JAKARTA - Tim Kolaborasi Riset Laboratorium Indonesia 45 (LAB 45) dan Centre for Strategic and International Studies (CSIS) Indah Lestari mengungkapkan, transisi ekonomi hijau di Tanah Air memiliki berbagai tantangan. Salah satunya soal pendanaan.

Tantangan tersebut ada pada alokasi pendanaan ekonomi hijau yang masih bersaing dengan isu ekonomi lainnya, masih lemahnya kepercayaan publik terhadap instrumen-instrumen pembiayaan energi hijau terbarukan, serta keterbatasan transparansi pendanaan hijau dan kapasitas sumber daya manusia (SDM).

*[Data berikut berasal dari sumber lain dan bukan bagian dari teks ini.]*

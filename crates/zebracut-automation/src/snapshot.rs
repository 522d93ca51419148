//! Frame snapshots taken during a run.

use zebracut_vision::Frame;

/// A snapshot could not be stored.
#[derive(Debug, Clone, PartialEq, Eq, thiserror::Error)]
#[error("snapshot {label} not saved: {reason}")]
pub struct SnapshotError {
    /// Label the frame was saved under.
    pub label: String,
    /// What went wrong.
    pub reason: String,
}

/// Receives frames worth keeping, such as the view after each cut.
///
/// Implementations must not block for long; the automation worker calls
/// this between motion steps.
pub trait SnapshotSink: Send {
    /// Store `frame` under `label` (for example `"3_done"`).
    ///
    /// # Errors
    ///
    /// Returns a [`SnapshotError`] if the frame could not be stored.
    /// Snapshot failures are logged and never stop a run.
    fn save(&mut self, frame: &Frame, label: &str) -> Result<(), SnapshotError>;
}

/// Discards every snapshot.
#[derive(Debug, Clone, Copy, Default)]
pub struct NullSink;

impl SnapshotSink for NullSink {
    fn save(&mut self, _frame: &Frame, _label: &str) -> Result<(), SnapshotError> {
        Ok(())
    }
}
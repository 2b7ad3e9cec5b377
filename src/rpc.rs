// =============================================================================
// SOLANA JSON-RPC CLIENT
// =============================================================================
//
// Thin HTTP wrapper around the two RPC methods the monitor needs:
// getTransaction (jsonParsed) and getTokenSupply. Retry policy lives with the
// callers; this layer only classifies a single request's outcome.

use std::time::Duration;

use serde_json::{json, Value};

use crate::errors::FetchError;
use crate::transactions::types::{TransactionEnvelope, UiTokenAmount};

/// Per-request cap so one stalled node cannot absorb a whole retry window.
const REQUEST_TIMEOUT: Duration = Duration::from_secs(10);

pub struct RpcClient {
    http: reqwest::Client,
    url: String,
}

impl RpcClient {
    pub fn new(url: impl Into<String>) -> anyhow::Result<Self> {
        let http = reqwest::Client::builder()
            .timeout(REQUEST_TIMEOUT)
            .build()?;
        Ok(Self {
            http,
            url: url.into(),
        })
    }

    /// Fetch one confirmed transaction. `Ok(None)` means the node does not
    /// have the signature indexed yet, which callers treat as retryable.
    pub async fn get_transaction(
        &self,
        signature: &str,
    ) -> Result<Option<TransactionEnvelope>, FetchError> {
        let payload = transaction_request_payload(signature);
        let body = self.post_rpc(&payload).await?;

        let result = match body.get("result") {
            Some(value) if !value.is_null() => value.clone(),
            _ => return Ok(None),
        };

        let envelope: TransactionEnvelope = serde_json::from_value(result)
            .map_err(|e| FetchError::Malformed(format!("getTransaction result: {}", e)))?;
        Ok(Some(envelope))
    }

    /// Total UI-unit supply of a mint (raw amount scaled by decimals).
    pub async fn get_token_supply(&self, mint: &str) -> Result<f64, FetchError> {
        let payload = json!({
            "jsonrpc": "2.0",
            "id": 1,
            "method": "getTokenSupply",
            "params": [mint]
        });
        let body = self.post_rpc(&payload).await?;

        let value = body
            .get("result")
            .and_then(|r| r.get("value"))
            .ok_or_else(|| FetchError::Malformed("getTokenSupply missing value".to_string()))?;
        parse_supply_value(value)
    }

    async fn post_rpc(&self, payload: &Value) -> Result<Value, FetchError> {
        let response = self
            .http
            .post(&self.url)
            .header("Content-Type", "application/json")
            .json(payload)
            .send()
            .await?;

        let status = response.status();
        if status.as_u16() != 200 {
            return Err(FetchError::HttpStatus(status.as_u16()));
        }

        let body: Value = response.json().await?;
        Ok(body)
    }
}

fn transaction_request_payload(signature: &str) -> Value {
    json!({
        "jsonrpc": "2.0",
        "id": 1,
        "method": "getTransaction",
        "params": [
            signature,
            {
                "encoding": "jsonParsed",
                "maxSupportedTransactionVersion": 0,
                "commitment": "confirmed"
            }
        ]
    })
}

fn parse_supply_value(value: &Value) -> Result<f64, FetchError> {
    let amount: UiTokenAmount = serde_json::from_value(value.clone())
        .map_err(|e| FetchError::Malformed(format!("getTokenSupply value: {}", e)))?;

    let raw: u128 = amount
        .amount
        .parse()
        .map_err(|_| FetchError::Malformed(format!("supply amount '{}'", amount.amount)))?;
    Ok(raw as f64 / 10f64.powi(amount.decimals as i32))
}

“Berdasarkan catatan kami, terdapat kesulitan terkait dengan kejelasan bagi investor pihak mana yang tepat untuk pendanaan tertentu, kemudian bagaimana proses penjaminan pembiayaan energi terbarukan yang tampaknya masih berisiko tinggi," kata Indah dalam Webinar LAB 45 bertajuk Ancaman Resesi Global: Transisi Ekonomi Hijau di Persimpangan Jalan, seperti dikutip Antara, Selasa 25 Oktober.

Selain pendanaan, dirinya menuturkan tantangan lainnya dalam transisi ekonomi hijau di Indonesia adalah dari sisi regulasi dan kelembagaan. Terkait regulasi, hasil riset merekomendasikan pemerintah untuk segera memformulasikan regulasi lengkap untuk mengakselerasi pelaksanaan dan pemanfaatan ekonomi hijau.

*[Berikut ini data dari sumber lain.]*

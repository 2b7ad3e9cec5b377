//! Transaction resolution pipeline: fetch a signature's detail, extract the
//! pure wSOL swap leg, and classify the result into buy/sell events.

pub mod classifier;
pub mod extractor;
pub mod fetcher;
pub mod types;
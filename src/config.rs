//! Runtime configuration
//!
//! Environment-variable driven (`RPC_URL`, `WEBSOCKET_URL`,
//! `WALLET_ADDRESS`) with command-line overrides, validated before any
//! service starts. The library never reads the environment on its own;
//! the binary calls `Config::load()` once and passes the result down.

use std::str::FromStr;
use std::time::Duration;

use clap::Parser;
use solana_sdk::pubkey::Pubkey;
use url::Url;

use crate::errors::ConfigError;

/// Wrapped-SOL mint, the intermediate leg of every SOL-denominated swap.
pub const WSOL_MINT: &str = "So11111111111111111111111111111111111111112";

/// Watch-workflow defaults matching the downstream trading consumer.
pub const DEFAULT_BUY_SIGNATURE_TIMEOUT_SECS: u64 = 120;
pub const DEFAULT_BUY_EVENT_TIMEOUT_SECS: u64 = 30;
pub const DEFAULT_SELL_TIMEOUT_SECS: u64 = 21_600;

#[derive(Debug, Parser)]
#[command(
    name = "swapwatch",
    about = "Watches a wallet's on-chain swaps and tracks per-token positions"
)]
pub struct Args {
    /// HTTP RPC endpoint (overrides RPC_URL)
    #[arg(long)]
    pub rpc_url: Option<String>,

    /// Websocket endpoint (overrides WEBSOCKET_URL)
    #[arg(long)]
    pub ws_url: Option<String>,

    /// Wallet address to monitor (overrides WALLET_ADDRESS)
    #[arg(long)]
    pub wallet: Option<String>,

    /// Token mint to track from startup; repeatable
    #[arg(long = "track", value_name = "MINT")]
    pub track: Vec<String>,

    /// Seconds to wait for a buy signature in the watch workflow
    #[arg(long, default_value_t = DEFAULT_BUY_SIGNATURE_TIMEOUT_SECS)]
    pub buy_timeout: u64,

    /// Seconds to wait for the position to close in the watch workflow
    #[arg(long, default_value_t = DEFAULT_SELL_TIMEOUT_SECS)]
    pub sell_timeout: u64,
}

/// Parse CLI arguments, leaving logging flags to the logger's own argv scan.
pub fn parse_args() -> Args {
    let filtered: Vec<String> = std::env::args()
        .filter(|a| {
            !(a == "--verbose"
                || a == "--quiet"
                || a.starts_with("--debug-")
                || a.starts_with("--verbose-"))
        })
        .collect();
    Args::parse_from(filtered)
}

#[derive(Debug, Clone)]
pub struct Config {
    pub rpc_url: String,
    pub ws_url: String,
    pub wallet_address: String,
    /// Mints to start tracking at startup.
    pub tracked_mints: Vec<String>,
    pub buy_signature_timeout: Duration,
    pub buy_event_timeout: Duration,
    pub sell_timeout: Duration,
}

impl Config {
    /// Merge CLI arguments over environment variables and validate.
    pub fn load(args: &Args) -> Result<Self, ConfigError> {
        let rpc_url = args
            .rpc_url
            .clone()
            .or_else(|| env_var("RPC_URL"))
            .ok_or(ConfigError::MissingVar("RPC_URL"))?;
        let ws_url = args
            .ws_url
            .clone()
            .or_else(|| env_var("WEBSOCKET_URL"))
            .ok_or(ConfigError::MissingVar("WEBSOCKET_URL"))?;
        let wallet_address = args
            .wallet
            .clone()
            .or_else(|| env_var("WALLET_ADDRESS"))
            .ok_or(ConfigError::MissingVar("WALLET_ADDRESS"))?;

        let config = Self {
            rpc_url,
            ws_url,
            wallet_address,
            tracked_mints: args.track.clone(),
            buy_signature_timeout: Duration::from_secs(args.buy_timeout),
            buy_event_timeout: Duration::from_secs(DEFAULT_BUY_EVENT_TIMEOUT_SECS),
            sell_timeout: Duration::from_secs(args.sell_timeout),
        };
        config.validate()?;
        Ok(config)
    }

    fn validate(&self) -> Result<(), ConfigError> {
        let rpc = Url::parse(&self.rpc_url).map_err(|e| ConfigError::Invalid {
            name: "RPC_URL",
            reason: e.to_string(),
        })?;
        if !matches!(rpc.scheme(), "http" | "https") {
            return Err(ConfigError::Invalid {
                name: "RPC_URL",
                reason: format!("expected http(s) url, got scheme '{}'", rpc.scheme()),
            });
        }

        let ws = Url::parse(&self.ws_url).map_err(|e| ConfigError::Invalid {
            name: "WEBSOCKET_URL",
            reason: e.to_string(),
        })?;
        if !matches!(ws.scheme(), "ws" | "wss") {
            return Err(ConfigError::Invalid {
                name: "WEBSOCKET_URL",
                reason: format!("expected ws(s) url, got scheme '{}'", ws.scheme()),
            });
        }

        Pubkey::from_str(&self.wallet_address).map_err(|e| ConfigError::Invalid {
            name: "WALLET_ADDRESS",
            reason: e.to_string(),
        })?;

        for mint in &self.tracked_mints {
            Pubkey::from_str(mint).map_err(|e| ConfigError::Invalid {
                name: "tracked mint",
                reason: format!("{}: {}", mint, e),
            })?;
        }

        Ok(())
    }
}

fn env_var(name: &str) -> Option<String> {
    std::env::var(name).ok().filter(|v| !v.trim().is_empty())
}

Sementara dari sisi kelembagaan, tim peneliti mengusulkan pembentukan satuan tugas (Satgas) terkait ekonomi hijau. Satgas ini dapat berperan sebagai koordinator lintas kementerian/lembaga.

“Harapannya ada lembaga permanen yang fokus mengkoordinasikan persoalan ekonomi hijau,” ujarnya.

Sementara itu, Koordinator Penyiapan Program Konservasi Energi (PPKE) Direktorat Jenderal Energi Baru, Terbarukan, dan Konservasi Energi (EBTKE) Kementerian Energi dan Sumber Daya Mineral (ESDM) Qatro Romandhi menambahkan, pemerintah telah melakukan berbagai upaya untuk menuju transisi energi.

“Kementerian ESDM memiliki beberapa strategi implementasi dalam mengurangi pemanfaatan energi fosil dan perencanaan energi baru terbarukan (EBT) jangka panjang,” tutur Qatro.